Supplied information:
————
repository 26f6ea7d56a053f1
//! Cross-context messaging between the publisher page and the coordinator of
//! sequential auctions. Inbound messages are validated before they start an
//! auction and every auction reports back through the outbox.

use {
    super::observe,
    crate::domain::{
        AuctionId,
        Origin,
        sequential::{Coordinator, Outcome},
    },
    serde::Serialize,
    std::sync::Arc,
    thiserror::Error,
    tokio::sync::mpsc,
    tracing::Instrument,
};

pub mod dto;

const CAPACITY: usize = 64;

/// A message together with the origin of its sender.
#[derive(Debug, Clone, PartialEq, Eq)]
pub struct Envelope {
    pub origin: String,
    pub data: String,
}

/// The caller's end of a running coordinator.
pub struct Mailbox {
    pub inbox: mpsc::Sender<Envelope>,
    pub outbox: mpsc::Receiver<Envelope>,
}

/// Starts a coordinator that accepts messages from origins starting with
/// `allowed_origin_prefix`. The coordinator stops once the inbox is closed,
/// the outbox is closed after the last running auction reported back.
pub fn spawn(coordinator: Arc<Coordinator>, allowed_origin_prefix: String) -> Mailbox {
    let (inbox, inbound) = mpsc::channel(CAPACITY);
    let (outbound, outbox) = mpsc::channel(CAPACITY);
    tokio::spawn(serve(coordinator, allowed_origin_prefix, inbound, outbound));
    Mailbox { inbox, outbox }
}

async fn serve(
    coordinator: Arc<Coordinator>,
    allowed_origin_prefix: String,
    mut inbound: mpsc::Receiver<Envelope>,
    outbound: mpsc::Sender<Envelope>,
) {
    loop {
        observe::awaiting_context();
        let Some(envelope) = inbound.recv().await else {
            break;
        };
        let request = match validate(&envelope, &allowed_origin_prefix) {
            Ok(request) => request,
            Err(err) => {
                observe::message_rejected(&envelope, &err);
                continue;
            }
        };

        let coordinator = coordinator.clone();
        let outbound = outbound.clone();
        let auction_id = request.context.auction_id.clone();
        let span = tracing::info_span!("sequential_auction", auction_id = %auction_id);
        tokio::spawn(
            async move {
                let outcome = coordinator.run(request).await;
                let messages = match messages(&auction_id, coordinator.origin(), &outcome) {
                    Ok(messages) => messages,
                    Err(err) => {
                        observe::encoding_failed(&auction_id, &err);
                        return;
                    }
                };
                for message in messages {
                    if outbound.send(message).await.is_err() {
                        observe::outbox_closed(&auction_id);
                        return;
                    }
                }
            }
            .instrument(span),
        );
    }
}

fn validate(
    envelope: &Envelope,
    allowed_origin_prefix: &str,
) -> Result<crate::domain::sequential::Request, Error> {
    if !envelope.origin.starts_with(allowed_origin_prefix) {
        return Err(Error::UnknownOrigin(envelope.origin.clone()));
    }
    dto::request(&envelope.data)
}

/// The messages reporting the outcome of an auction, in the order they are
/// sent.
fn messages(
    auction_id: &AuctionId,
    seller: &Origin,
    outcome: &Outcome,
) -> Result<Vec<Envelope>, serde_json::Error> {
    Ok(match outcome {
        Outcome::Config(config) => vec![
            envelope(seller, &dto::Config::new(auction_id, config))?,
            envelope(seller, &dto::Ack::new(auction_id, seller))?,
        ],
        Outcome::NoEligibleAds => vec![envelope(seller, &dto::NoEligibleAds::new(auction_id))?],
    })
}

fn envelope(seller: &Origin, data: &impl Serialize) -> Result<Envelope, serde_json::Error> {
    Ok(Envelope {
        origin: seller.to_string(),
        data: serde_json::to_string(data)?,
    })
}

#[derive(Debug, Error)]
pub enum Error {
    #[error("message from unexpected origin {0}")]
    UnknownOrigin(String),
    #[error("unexpected message {0:?}")]
    UnexpectedMessage(String),
    #[error("adType not found in adUnit")]
    MissingAdType,
    #[error("malformed message: {0:?}")]
    Malformed(#[from] serde_json::Error),
}

impl Error {
    /// Label of the error in metrics.
    pub fn reason(&self) -> &'static str {
        match self {
            Self::UnknownOrigin(_) => "unknown_origin",
            Self::UnexpectedMessage(_) => "unexpected_message",
            Self::MissingAdType => "missing_ad_type",
            Self::Malformed(_) => "malformed",
        }
    }
}
/// Metrics for the seller.
#[derive(Debug, Clone, prometheus_metric_storage::MetricStorage)]
pub struct Metrics {
    /// The results of contextual bid requests.
    #[metric(labels("buyer", "result"))]
    pub bids: prometheus::IntCounterVec,
    /// Bid collections cut short by their deadline.
    pub fanout_deadlines: prometheus::IntCounter,
    /// Time spent collecting contextual bids.
    #[metric(buckets(0.01, 0.05, 0.1, 0.25, 0.5, 0.75, 1.0, 1.5, 2.0, 3.0, 5.0, 10.0))]
    pub fanout_seconds: prometheus::Histogram,
    /// The results of auctions.
    #[metric(labels("kind", "result"))]
    pub auctions: prometheus::IntCounterVec,
    /// Cross-context messages that were dropped.
    #[metric(labels("reason"))]
    pub rejected_messages: prometheus::IntCounterVec,
}

/// Prefix of all metric names.
pub const PREFIX: &str = "seller";

/// Setup the metrics registry. Must be called once, before any metric is
/// recorded.
pub fn init() {
    observe::metrics::setup_registry(Some(PREFIX.to_owned()), None);
}

/// Get the metrics instance.
pub fn get() -> &'static Metrics {
    Metrics::instance(observe::metrics::get_storage_registry())
        .expect("unexpected error getting metrics instance")
}
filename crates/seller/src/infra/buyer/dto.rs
use {
    crate::domain::{self, BidCandidate, Cpm},
    rust_decimal::Decimal,
    serde::Deserialize,
    serde_with::{DisplayFromStr, PickFirst, serde_as},
};

/// A contextual bid as sent by buyers. Sellers taking part in a sequential
/// auction answer with the same document and add their component auction.
#[serde_as]
#[derive(Debug, Deserialize)]
#[serde(rename_all = "camelCase")]
pub struct BidResponse {
    /// Buyers send the amount either as a string or as a number.
    #[serde_as(as = "Option<PickFirst<(DisplayFromStr, _)>>")]
    #[serde(default)]
    bid: Option<Decimal>,
    #[serde(default, rename = "renderURL")]
    render_url: Option<String>,
    #[serde(default)]
    buyer_signals: Option<domain::Signals>,
    #[serde(default)]
    component_auction_config: Option<serde_json::Value>,
}

impl BidResponse {
    /// The identity of the bid is the one the seller solicited, whatever the
    /// buyer claims to be.
    pub fn into_domain(self, candidate: &BidCandidate) -> domain::BidResponse {
        domain::BidResponse {
            buyer: candidate.buyer.clone(),
            auction_id: candidate.auction_id.clone(),
            amount: self.bid.map(Cpm::new).unwrap_or(Cpm::ZERO),
            render_url: self.render_url,
            buyer_signals: self.buyer_signals,
            component_auction: self.component_auction_config,
        }
    }
}
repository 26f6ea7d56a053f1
use std::path::PathBuf;

#[derive(Debug, clap::Parser)]
#[command(version, about)]
pub struct Args {
    /// The log filter.
    #[clap(long, env, default_value = "warn,seller=debug")]
    pub log: String,

    /// At which log level logs should be printed to stderr instead of stdout.
    #[clap(long, env)]
    pub stderr_threshold: Option<tracing::Level>,

    /// Whether to use JSON format for the logs.
    #[clap(long, env, default_value = "false")]
    pub use_json_logs: bool,

    /// Path to the seller configuration file. This file should be in TOML
    /// format. For an example see `crates/seller/example.toml`.
    #[clap(long, env)]
    pub config: PathBuf,

    /// Print the collected metrics in the prometheus text format before
    /// exiting.
    #[clap(long, env, default_value = "false")]
    pub print_metrics: bool,

    #[command(subcommand)]
    pub command: Command,
}

#[derive(Debug, clap::Subcommand)]
pub enum Command {
    /// Run a single-seller contextual auction and print the resulting auction
    /// configuration.
    Auction {
        /// The ad request signals as a JSON object, e.g.
        /// `{"adType":"display","isFencedFrame":"true"}`.
        #[clap(long)]
        context: String,
    },
    /// Run a contextual auction and print the contextual bid this seller
    /// answers to a top-level seller with.
    ContextualBid {
        #[clap(long)]
        context: String,
    },
    /// Run sequential auctions as the top-level seller and print every
    /// outbound message.
    Sequential {
        /// The origin the messages claim to come from.
        #[clap(long)]
        origin: String,
        /// A `RUN_AD_AUCTION` message. Can be repeated to run several
        /// auctions at once.
        #[clap(long, required = true)]
        message: Vec<String>,
    },
}
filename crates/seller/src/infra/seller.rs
use {
    super::{buyer::BidTransport, dto, observe},
    crate::domain::{
        BidCandidate,
        Context,
        Origin,
        fanout,
        seller::{Outcome, SellerAuction},
    },
    serde::Deserialize,
    std::{sync::Arc, time::Duration},
    url::Url,
};

/// Another seller taking part in a sequential auction. It is asked for its
/// contextual bid the same way a buyer is and answers with a
/// [`dto::ContextualBid`].
pub struct Remote {
    origin: Origin,
    endpoint: Url,
    transport: Arc<dyn BidTransport>,
    timeout: Duration,
}

impl Remote {
    pub fn new(
        origin: Origin,
        endpoint: Url,
        transport: Arc<dyn BidTransport>,
        timeout: Duration,
    ) -> Self {
        Self {
            origin,
            endpoint,
            transport,
            timeout,
        }
    }
}

#[async_trait::async_trait]
impl SellerAuction for Remote {
    fn origin(&self) -> &Origin {
        &self.origin
    }

    async fn contextual_auction(&self, context: &Context) -> Outcome {
        let candidate = BidCandidate {
            buyer: self.origin.clone(),
            endpoint: self.endpoint.clone(),
            auction_id: context.auction_id.clone(),
        };
        let responses = fanout::collect(
            self.transport.as_ref(),
            std::slice::from_ref(&candidate),
            &context.signals,
            self.timeout,
        )
        .await;
        let Some(mut response) = responses.into_iter().next() else {
            return Outcome::default();
        };

        let component = response.component_auction.take().and_then(|value| {
            match dto::ComponentAuctionConfig::deserialize(value) {
                Ok(component) => Some(component.into_domain()),
                Err(err) => {
                    observe::invalid_component(&self.origin, &err);
                    None
                }
            }
        });
        Outcome {
            winner: response.is_bid().then_some(response),
            component,
        }
    }
}
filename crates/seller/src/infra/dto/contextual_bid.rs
use {
    super::ComponentAuctionConfig,
    crate::domain,
    serde::Serialize,
};

/// What a seller answers when a top-level seller asks it to take part in a
/// sequential auction: its contextual winner, if any, together with its
/// component auction.
#[derive(Debug, Serialize)]
#[serde(rename_all = "camelCase")]
pub struct ContextualBid {
    bidder_origin: String,
    auction_id: String,
    #[serde(skip_serializing_if = "Option::is_none")]
    bid: Option<String>,
    #[serde(rename = "renderURL", skip_serializing_if = "Option::is_none")]
    render_url: Option<String>,
    /// The buyer behind the contextual winner.
    #[serde(skip_serializing_if = "Option::is_none")]
    buyer_origin: Option<String>,
    component_auction_config: ComponentAuctionConfig,
}

impl ContextualBid {
    pub fn new(context: &domain::Context, config: &domain::AuctionConfig) -> Self {
        let winner = config.contextual_winner.as_ref();
        Self {
            bidder_origin: config.top_level.seller.to_string(),
            auction_id: context.auction_id.to_string(),
            bid: winner.map(|winner| winner.amount.to_string()),
            render_url: winner.and_then(|winner| winner.render_url.clone()),
            buyer_origin: winner.map(|winner| winner.buyer.to_string()),
            component_auction_config: ComponentAuctionConfig::from_domain(&config.top_level),
        }
    }
}
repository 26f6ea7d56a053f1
//! Auction logic of a seller: contextual bid collection, winner selection and
//! composition of the auction configuration consumed by the on-device
//! auction.

pub mod auction;
pub mod bid;
pub mod composer;
pub mod fanout;
pub mod seller;
pub mod sequential;
pub mod signals;
pub mod winner;

pub use {
    auction::{AdType, AuctionId, Context, Origin},
    bid::{BidCandidate, BidResponse, Cpm},
    composer::{AuctionConfig, ComponentAuctionConfig, Composer, ResolvePolicy, SellerMetadata},
    seller::Seller,
    signals::{PerBuyerSignals, Signals},
};
use {
    super::run,
    crate::{
        infra::cli::Command,
        tests::setup::{
            self,
            PUBLISHER,
            SELLER,
            bidder::{self, Behaviour},
        },
    },
    axum::http::StatusCode,
    serde_json::json,
};

const SSP_B: &str = "https://ssp-b.example";

fn sequential(messages: &[serde_json::Value]) -> Command {
    Command::Sequential {
        origin: PUBLISHER.to_owned(),
        message: messages.iter().map(ToString::to_string).collect(),
    }
}

fn run_ad_auction(auction_id: &str, other_sellers: &[&str]) -> serde_json::Value {
    json!({
        "message": "RUN_AD_AUCTION",
        "auctionId": auction_id,
        "adUnit": { "adType": "display", "isFencedFrame": "false" },
        "otherSellers": other_sellers,
    })
}

/// Starts seller B as a mock answering with the contextual bid a seller
/// configured with a single buyer bidding `bid` would produce.
async fn ssp_b(auction_id: &str, bid: &str) -> bidder::Bidder {
    let dsp_b = bidder::setup(
        "https://dsp-b.example",
        Behaviour::Respond(json!({ "bid": bid, "renderURL": "https://dsp-b.example/ads/9" })),
    )
    .await;
    let mut config = setup::config(&[&dsp_b]);
    config.seller = setup::metadata(SSP_B);
    let documents = run(
        Command::ContextualBid {
            context: json!({ "auctionId": auction_id, "adType": "display" }).to_string(),
        },
        &config,
    )
    .await;
    bidder::setup(SSP_B, Behaviour::Respond(documents[0].clone())).await
}

/// Test that the contextual auctions of all sellers are combined into one
/// multi-seller auction configuration.
#[tokio::test]
async fn combines_sellers() {
    let ssp_b = ssp_b("HB-1", "2.50").await;
    let dsp_a = bidder::setup(
        "https://dsp-a.example",
        Behaviour::Respond(json!({ "bid": "1.00" })),
    )
    .await;
    let config = setup::sequential(setup::config(&[&dsp_a]), &[&ssp_b]);

    let messages = run(sequential(&[run_ad_auction("HB-1", &[SSP_B])]), &config).await;

    let [config_message, ack] = messages.as_slice() else {
        panic!("expected an auction config and an ack, got {messages:?}");
    };
    assert_eq!(config_message["auctionId"], "HB-1");
    assert_eq!(*ack, json!({ "auctionId": "HB-1", "seller": SELLER }));

    let auction_config = &config_message["auctionConfig"];
    assert_eq!(auction_config["seller"], SELLER);
    assert_eq!(
        auction_config["decisionLogicURL"],
        format!("{SELLER}/js/ssp/top-level-decision-logic.js")
    );
    assert_eq!(auction_config["sellerSignals"]["bidFloor"], "2.50");
    assert_eq!(auction_config["auctionSignals"]["isFencedFrame"], false);
    assert_eq!(
        auction_config["sellerSignals"]["winningContextualBid"]["bidder"],
        SSP_B
    );
    assert_eq!(
        auction_config["sellerSignals"]["winningContextualBid"]["renderURL"],
        "https://dsp-b.example/ads/9"
    );

    let components = auction_config["componentAuctions"].as_array().unwrap();
    assert_eq!(components.len(), 2);
    assert_eq!(components[0]["seller"], SELLER);
    assert_eq!(components[0]["sellerSignals"]["bidFloor"], "1.00");
    assert_eq!(components[1]["seller"], SSP_B);
    assert_eq!(components[1]["sellerSignals"]["bidFloor"], "2.50");
    for component in components {
        assert_eq!(component["auctionSignals"]["auctionId"], "HB-1");
        assert_eq!(component["auctionSignals"]["adType"], "display");
        assert_eq!(component["sellerSignals"]["topLevelSeller"], SELLER);
        for buyer in ["https://dsp-a.example", "https://dsp-b.example"] {
            assert_eq!(component["perBuyerSignals"][buyer]["auctionId"], "HB-1");
        }
    }

    // Seller B was asked with the auction context.
    let requests = ssp_b.requests();
    assert_eq!(requests.len(), 1);
    assert_eq!(requests[0]["auctionId"], "HB-1");
    assert_eq!(requests[0]["adType"], "display");
}

/// Test that a failing seller is left out while the others still run.
#[tokio::test]
async fn failing_seller_is_left_out() {
    let ssp_b = bidder::setup(SSP_B, Behaviour::Status(StatusCode::SERVICE_UNAVAILABLE)).await;
    let dsp_a = bidder::setup(
        "https://dsp-a.example",
        Behaviour::Respond(json!({ "bid": "0.80" })),
    )
    .await;
    let config = setup::sequential(setup::config(&[&dsp_a]), &[&ssp_b]);

    let messages = run(sequential(&[run_ad_auction("HB-2", &[SSP_B])]), &config).await;

    let auction_config = &messages[0]["auctionConfig"];
    let components = auction_config["componentAuctions"].as_array().unwrap();
    assert_eq!(components.len(), 1);
    assert_eq!(components[0]["seller"], SELLER);
    assert_eq!(auction_config["sellerSignals"]["bidFloor"], "0.80");
}

/// Test that invalid messages are dropped without affecting valid ones.
#[tokio::test]
async fn invalid_messages_are_dropped() {
    let dsp_a = bidder::setup(
        "https://dsp-a.example",
        Behaviour::Respond(json!({ "bid": "1.00" })),
    )
    .await;
    let config = setup::sequential(setup::config(&[&dsp_a]), &[]);

    let mut foreign = run_ad_auction("HB-foreign", &[]);
    foreign["message"] = json!("PING");
    let messages = run(
        sequential(&[
            foreign,
            json!({ "auctionId": "HB-no-ad-type", "adUnit": {} }),
            json!("garbage"),
            run_ad_auction("HB-valid", &[]),
        ]),
        &config,
    )
    .await;

    assert_eq!(messages.len(), 2);
    assert!(messages.iter().all(|message| message["auctionId"] == "HB-valid"));
}

/// Test that an auction without buyers and without other sellers reports
/// that there are no eligible ads instead of an auction config.
#[tokio::test]
async fn no_eligible_ads() {
    let config = setup::sequential(setup::config(&[]), &[]);

    let messages = run(
        sequential(&[run_ad_auction("HB-empty", &["https://ssp-unknown.example"])]),
        &config,
    )
    .await;

    assert_eq!(
        messages,
        [json!({ "auctionId": "HB-empty", "noEligibleAds": true })]
    );
}

/// Test that an auction whose buyers all fail still hands the seller's
/// component to the on-device auction.
#[tokio::test]
async fn failing_buyers_keep_the_component() {
    let dsp_a = bidder::setup(
        "https://dsp-a.example",
        Behaviour::Status(StatusCode::INTERNAL_SERVER_ERROR),
    )
    .await;
    let config = setup::sequential(setup::config(&[&dsp_a]), &[]);

    let messages = run(sequential(&[run_ad_auction("HB-3", &[])]), &config).await;

    assert_eq!(messages.len(), 2);
    let auction_config = &messages[0]["auctionConfig"];
    assert!(auction_config["sellerSignals"].get("bidFloor").is_none());
    let components = auction_config["componentAuctions"].as_array().unwrap();
    assert_eq!(components.len(), 1);
    assert_eq!(
        components[0]["interestGroupBuyers"],
        json!(["https://dsp-a.example"])
    );
}

/// Test that messages from origins outside the allowed prefix are dropped.
#[tokio::test]
async fn unknown_origin_is_dropped() {
    let config = setup::sequential(setup::config(&[]), &[]);

    let messages = run(
        Command::Sequential {
            origin: "https://evil.example".to_owned(),
            message: vec![run_ad_auction("HB-9", &[]).to_string()],
        },
        &config,
    )
    .await;

    assert!(messages.is_empty());
}

/// Test that concurrent auctions each report back under their own auction ID
/// with the config preceding the ack.
#[tokio::test]
async fn concurrent_auctions() {
    let dsp_a = bidder::setup(
        "https://dsp-a.example",
        Behaviour::Respond(json!({ "bid": "1.00" })),
    )
    .await;
    let config = setup::sequential(setup::config(&[&dsp_a]), &[]);

    let messages = run(
        sequential(&[
            run_ad_auction("HB-10", &["https://ssp-unknown.example"]),
            run_ad_auction("HB-11", &[]),
        ]),
        &config,
    )
    .await;

    assert_eq!(messages.len(), 4);
    for auction_id in ["HB-10", "HB-11"] {
        let position = |key: &str| {
            messages
                .iter()
                .position(|message| {
                    message["auctionId"] == auction_id && message.get(key).is_some()
                })
                .unwrap()
        };
        assert!(position("auctionConfig") < position("seller"));
    }
    assert_eq!(dsp_a.requests().len(), 2);
}
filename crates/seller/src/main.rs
#[tokio::main]
async fn main() {
    seller::start(std::env::args()).await;
}
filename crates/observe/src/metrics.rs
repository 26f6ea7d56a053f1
use {
    prometheus::Encoder,
    std::{collections::HashMap, sync::OnceLock},
};

/// Global metrics registry used by all components.
static REGISTRY: OnceLock<prometheus_metric_storage::StorageRegistry> = OnceLock::new();

/// Configure global metrics registry.
///
/// This function allows specifying common prefix that will be added
/// to all metric names, as well as common labels.
///
/// This function can be called at most once, and it should be done before
/// any call to [`get_registry`], ideally in the very beginning
/// of the `main` function.
///
/// # Panics
///
/// This function panics if it's called twice, or if it's called after
/// any call to [`get_registry`]. This function also panics if registry
/// configuration is invalid.
pub fn setup_registry(prefix: Option<String>, labels: Option<HashMap<String, String>>) {
    let registry = prometheus::Registry::new_custom(prefix, labels).unwrap();
    let storage_registry = prometheus_metric_storage::StorageRegistry::new(registry);
    REGISTRY.set(storage_registry).unwrap();
}

/// Like [`setup_registry`], but can be called multiple times in a row.
/// Later calls are ignored.
///
/// Useful for tests.
pub fn setup_registry_reentrant(prefix: Option<String>, labels: Option<HashMap<String, String>>) {
    let registry = prometheus::Registry::new_custom(prefix, labels).unwrap();
    let storage_registry = prometheus_metric_storage::StorageRegistry::new(registry);
    REGISTRY.set(storage_registry).ok();
}

/// Get the global instance of the metrics registry.
pub fn get_registry() -> &'static prometheus::Registry {
    get_storage_registry().registry()
}

/// Get the global instance of the metric storage registry.
///
/// If the global registry was not configured with [`setup_registry`] it is
/// initialized with a default value, so unit tests don't have to set it up.
pub fn get_storage_registry() -> &'static prometheus_metric_storage::StorageRegistry {
    REGISTRY.get_or_init(prometheus_metric_storage::StorageRegistry::default)
}

/// Renders all metrics of the registry in the prometheus text format.
pub fn encode(registry: &prometheus::Registry) -> String {
    let encoder = prometheus::TextEncoder::new();
    let mut buffer = Vec::new();
    encoder.encode(&registry.gather(), &mut buffer).unwrap();
    String::from_utf8(buffer).unwrap()
}
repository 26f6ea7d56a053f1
pub mod http;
————
Goal of the exercise: Retype exactly the lines above, from the one with "pub struct Remote" through the one with "filename crates/seller/src/infra/dto/contextual_bid.rs", inclusive.

Your response:
pub struct Remote {
    origin: Origin,
    endpoint: Url,
    transport: Arc<dyn BidTransport>,
    timeout: Duration,
}

impl Remote {
    pub fn new(
        origin: Origin,
        endpoint: Url,
        transport: Arc<dyn BidTransport>,
        timeout: Duration,
    ) -> Self {
        Self {
            origin,
            endpoint,
            transport,
            timeout,
        }
    }
}

#[async_trait::async_trait]
impl SellerAuction for Remote {
    fn origin(&self) -> &Origin {
        &self.origin
    }

    async fn contextual_auction(&self, context: &Context) -> Outcome {
        let candidate = BidCandidate {
            buyer: self.origin.clone(),
            endpoint: self.endpoint.clone(),
            auction_id: context.auction_id.clone(),
        };
        let responses = fanout::collect(
            self.transport.as_ref(),
            std::slice::from_ref(&candidate),
            &context.signals,
            self.timeout,
        )
        .await;
        let Some(mut response) = responses.into_iter().next() else {
            return Outcome::default();
        };

        let component = response.component_auction.take().and_then(|value| {
            match dto::ComponentAuctionConfig::deserialize(value) {
                Ok(component) => Some(component.into_domain()),
                Err(err) => {
                    observe::invalid_component(&self.origin, &err);
                    None
                }
            }
        });
        Outcome {
            winner: response.is_bid().then_some(response),
            component,
        }
    }
}
filename crates/seller/src/infra/dto/contextual_bid.rs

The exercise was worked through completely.